This quilt clearly has a story, and I only know a portion of it. Paige contacted me about quilting a 2 sided t-shirt quilt in April 2023, and sent me photos. Just by seeing the backing I could tell that this was not something I was willing to take on and offered other places to check with. Sadly, no one was willing to take on the 2 sided t-shirts, so Paige reached out again to ask about completing the shirt with a traditional fabric backing, and that I was willing to take on.
The following show portions of the quilt while it was loaded on my machine as I had told Paige I'd send her some. Usually, when making a t-shirt quilt, you fuse them shirts with interfacing to make them stable, and then stitch them like traditional quilt blocks. Judd's mom seems to have started by cutting parts of the shirts and then hand appliqueing them to pieces of batik fabrics. In addition, there were numerous souvenir patches from travels. These are very thick. to thick for my machine to go over, so I just had to avoid those parts of the quilt.

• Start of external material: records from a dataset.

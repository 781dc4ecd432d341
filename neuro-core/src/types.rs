//! Core type definitions for the NeuroLite companion.

use ordered_float::OrderedFloat;
use serde::{Deserialize, Serialize};
use std::fmt;

// ---------------------------------------------------------------------------
// Emotion
// ---------------------------------------------------------------------------

/// Emotion categories recognised by the keyword classifier.
#[derive(Debug, Clone, Copy, PartialEq, Eq, Hash, Serialize, Deserialize)]
pub enum EmotionCategory {
    /// Positive affect (love, fun, friend).
    Happy,
    /// Loss or loneliness (lost, alone).
    Sad,
    /// Hostility (hate, annoy).
    Angry,
    /// Default when nothing else matches.
    Calm,
}

impl fmt::Display for EmotionCategory {
    fn fmt(&self, f: &mut fmt::Formatter<'_>) -> fmt::Result {
        let name = match self {
            Self::Happy => "Happy",
            Self::Sad => "Sad",
            Self::Angry => "Angry",
            Self::Calm => "Calm",
        };
        write!(f, "{name}")
    }
}

/// Emotion intensity, always clamped to `[0.0, 1.0]`.
///
/// Backed by [`OrderedFloat`] so intensities have a total order and the
/// dominant-mood scan needs no NaN special-casing.
#[derive(Debug, Clone, Copy, PartialEq, Eq, PartialOrd, Ord, Serialize, Deserialize)]
pub struct Intensity(OrderedFloat<f32>);

impl Intensity {
    /// Create an intensity, clamping the raw value to `[0, 1]`.
    #[must_use]
    pub fn new(raw: f32) -> Self {
        Self(OrderedFloat(raw.clamp(0.0, 1.0)))
    }

    /// Get the raw value.
    #[must_use]
    pub fn value(self) -> f32 {
        self.0.into_inner()
    }

    /// Intensity as a whole percentage, rounded to nearest.
    #[must_use]
    #[allow(clippy::cast_possible_truncation)]
    pub fn percent(self) -> i32 {
        (self.value() * 100.0).round() as i32
    }
}

// ---------------------------------------------------------------------------
// Memory
// ---------------------------------------------------------------------------

/// Classification of a memory entry.
///
/// An input is *episodic* when it contains the literal word `remember`
/// (case-sensitive, checked on the raw input), *semantic* otherwise.
#[derive(Debug, Clone, Copy, PartialEq, Eq, Serialize, Deserialize)]
pub enum MemoryKind {
    /// "What happened" — inputs that ask to remember.
    Episodic,
    /// "What I know" — everything else.
    Semantic,
}

impl MemoryKind {
    /// Classify raw input text.
    #[must_use]
    pub fn classify(input: &str) -> Self {
        if input.contains("remember") {
            Self::Episodic
        } else {
            Self::Semantic
        }
    }

    /// Parse a persisted kind field.
    ///
    /// Anything other than `episodic` maps to [`Self::Semantic`], which is
    /// also the default classification.
    #[must_use]
    pub fn parse(field: &str) -> Self {
        if field == "episodic" {
            Self::Episodic
        } else {
            Self::Semantic
        }
    }
}

impl fmt::Display for MemoryKind {
    fn fmt(&self, f: &mut fmt::Formatter<'_>) -> fmt::Result {
        let name = match self {
            Self::Episodic => "episodic",
            Self::Semantic => "semantic",
        };
        write!(f, "{name}")
    }
}

#[cfg(test)]
mod tests {
    use super::*;

    #[test]
    fn intensity_clamps_both_ends() {
        assert_eq!(Intensity::new(-0.5).value(), 0.0);
        assert_eq!(Intensity::new(1.5).value(), 1.0);
        assert_eq!(Intensity::new(0.7).value(), 0.7);
    }

    #[test]
    fn intensity_percent_rounds() {
        assert_eq!(Intensity::new(0.7).percent(), 70);
        assert_eq!(Intensity::new(0.666).percent(), 67);
        assert_eq!(Intensity::new(0.0).percent(), 0);
    }

    #[test]
    fn kind_classification_is_case_sensitive() {
        assert_eq!(MemoryKind::classify("please remember this"), MemoryKind::Episodic);
        assert_eq!(MemoryKind::classify("please Remember this"), MemoryKind::Semantic);
        assert_eq!(MemoryKind::classify("just a fact"), MemoryKind::Semantic);
    }

    #[test]
    fn kind_parse_defaults_to_semantic() {
        assert_eq!(MemoryKind::parse("episodic"), MemoryKind::Episodic);
        assert_eq!(MemoryKind::parse("semantic"), MemoryKind::Semantic);
        assert_eq!(MemoryKind::parse("procedural"), MemoryKind::Semantic);
    }
}
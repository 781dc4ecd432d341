//! Configuration for the NeuroLite companion.
//!
//! Maps directly to `neuro.toml`. Every field has a default, so an empty (or
//! missing) file yields a console-only companion.

use serde::{Deserialize, Serialize};
use std::path::PathBuf;

/// Top-level configuration, loadable from TOML.
#[derive(Debug, Clone, Default, Serialize, Deserialize)]
pub struct NeuroConfig {
    /// General settings.
    #[serde(default)]
    pub general: GeneralConfig,
    /// Orchestrator settings.
    #[serde(default)]
    pub agent: AgentConfig,
    /// Memory log settings.
    #[serde(default)]
    pub memory: MemoryConfig,
    /// Emotion tracker settings.
    #[serde(default)]
    pub emotion: EmotionConfig,
    /// Speech-to-text adapter settings.
    #[serde(default)]
    pub speech: SpeechConfig,
    /// Twitch chat adapter settings.
    #[serde(default)]
    pub twitch: TwitchConfig,
}

impl NeuroConfig {
    /// Load configuration from a TOML string.
    ///
    /// # Errors
    /// Returns [`crate::NeuroError::Config`] if the TOML is invalid.
    pub fn from_toml(toml_str: &str) -> crate::error::Result<Self> {
        toml::from_str(toml_str).map_err(|e| crate::NeuroError::Config(e.to_string()))
    }

    /// Load configuration from a TOML file.
    ///
    /// # Errors
    /// Returns an error if the file cannot be read or parsed.
    pub fn from_file(path: &std::path::Path) -> crate::error::Result<Self> {
        let content = std::fs::read_to_string(path)?;
        Self::from_toml(&content)
    }
}

// ---------------------------------------------------------------------------
// Sub-configs
// ---------------------------------------------------------------------------

/// General system settings.
#[derive(Debug, Clone, Serialize, Deserialize)]
pub struct GeneralConfig {
    /// Log level: trace, debug, info, warn, error.
    #[serde(default = "default_log_level")]
    pub log_level: String,
}

impl Default for GeneralConfig {
    fn default() -> Self {
        Self {
            log_level: "info".to_string(),
        }
    }
}

/// Orchestrator settings.
#[derive(Debug, Clone, Serialize, Deserialize)]
pub struct AgentConfig {
    /// Identity string used in self-reflection.
    #[serde(default = "default_identity")]
    pub identity: String,
    /// Fixed keyword used for the per-perceive recall query.
    #[serde(default = "default_recall_keyword")]
    pub recall_keyword: String,
}

impl Default for AgentConfig {
    fn default() -> Self {
        Self {
            identity: "NeuroLite AI".to_string(),
            recall_keyword: "you".to_string(),
        }
    }
}

/// Memory log settings.
#[derive(Debug, Clone, Serialize, Deserialize)]
pub struct MemoryConfig {
    /// Path to the flat backing file.
    #[serde(default = "default_memory_file")]
    pub file: PathBuf,
}

impl Default for MemoryConfig {
    fn default() -> Self {
        Self {
            file: PathBuf::from("memories.txt"),
        }
    }
}

/// Emotion tracker settings.
#[derive(Debug, Clone, Serialize, Deserialize)]
pub struct EmotionConfig {
    /// Seconds before an emotion event is evicted (strict `>` comparison).
    #[serde(default = "default_decay_window")]
    pub decay_window_secs: i64,
}

impl Default for EmotionConfig {
    fn default() -> Self {
        Self {
            decay_window_secs: 90,
        }
    }
}

/// Speech-to-text adapter settings.
///
/// The adapter polls an HTTP endpoint that returns finalized utterances as a
/// JSON array (a local Whisper-style server).
#[derive(Debug, Clone, Serialize, Deserialize)]
pub struct SpeechConfig {
    /// Whether the adapter is started.
    #[serde(default)]
    pub enabled: bool,
    /// Transcript endpoint URL.
    #[serde(default = "default_speech_endpoint")]
    pub endpoint: String,
    /// Poll interval in milliseconds.
    #[serde(default = "default_poll_interval")]
    pub poll_interval_ms: u64,
}

impl Default for SpeechConfig {
    fn default() -> Self {
        Self {
            enabled: false,
            endpoint: "http://127.0.0.1:8760/transcripts".to_string(),
            poll_interval_ms: 500,
        }
    }
}

/// Twitch chat adapter settings.
#[derive(Debug, Clone, Serialize, Deserialize)]
pub struct TwitchConfig {
    /// Whether the adapter is started.
    #[serde(default)]
    pub enabled: bool,
    /// IRC server host.
    #[serde(default = "default_twitch_server")]
    pub server: String,
    /// IRC server port (plain TCP).
    #[serde(default = "default_twitch_port")]
    pub port: u16,
    /// Bot account username.
    #[serde(default)]
    pub username: String,
    /// OAuth token (`oauth:...`).
    #[serde(default)]
    pub token: String,
    /// Channel to join, without the leading `#`.
    #[serde(default)]
    pub channel: String,
}

impl Default for TwitchConfig {
    fn default() -> Self {
        Self {
            enabled: false,
            server: "irc.chat.twitch.tv".to_string(),
            port: 6667,
            username: String::new(),
            token: String::new(),
            channel: String::new(),
        }
    }
}

// ---------------------------------------------------------------------------
// Serde default helpers
// ---------------------------------------------------------------------------

fn default_log_level() -> String { "info".to_string() }
fn default_identity() -> String { "NeuroLite AI".to_string() }
fn default_recall_keyword() -> String { "you".to_string() }
fn default_memory_file() -> PathBuf { PathBuf::from("memories.txt") }
fn default_decay_window() -> i64 { 90 }
fn default_speech_endpoint() -> String { "http://127.0.0.1:8760/transcripts".to_string() }
fn default_poll_interval() -> u64 { 500 }
fn default_twitch_server() -> String { "irc.chat.twitch.tv".to_string() }
fn default_twitch_port() -> u16 { 6667 }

The finished "blocks" were then appliqued to a piece of muslin, and batik fabrics were added as borders.Since the shirts weren't interfaced, there was a lot of "wiggle room" in the shirts, and a few folds and wrinkles had to be incorporated, or flat out left in the final quilt.
It seems that someone spilled their drink when they were piecing. There's a large brown stain on the muslin underlay.
You can see above that many of the fabrics were left intake, not trimmed to size. Oh well!
There was interfacing, but I'm not sure it was fused to the shirts, or if it is a sew in interfacing.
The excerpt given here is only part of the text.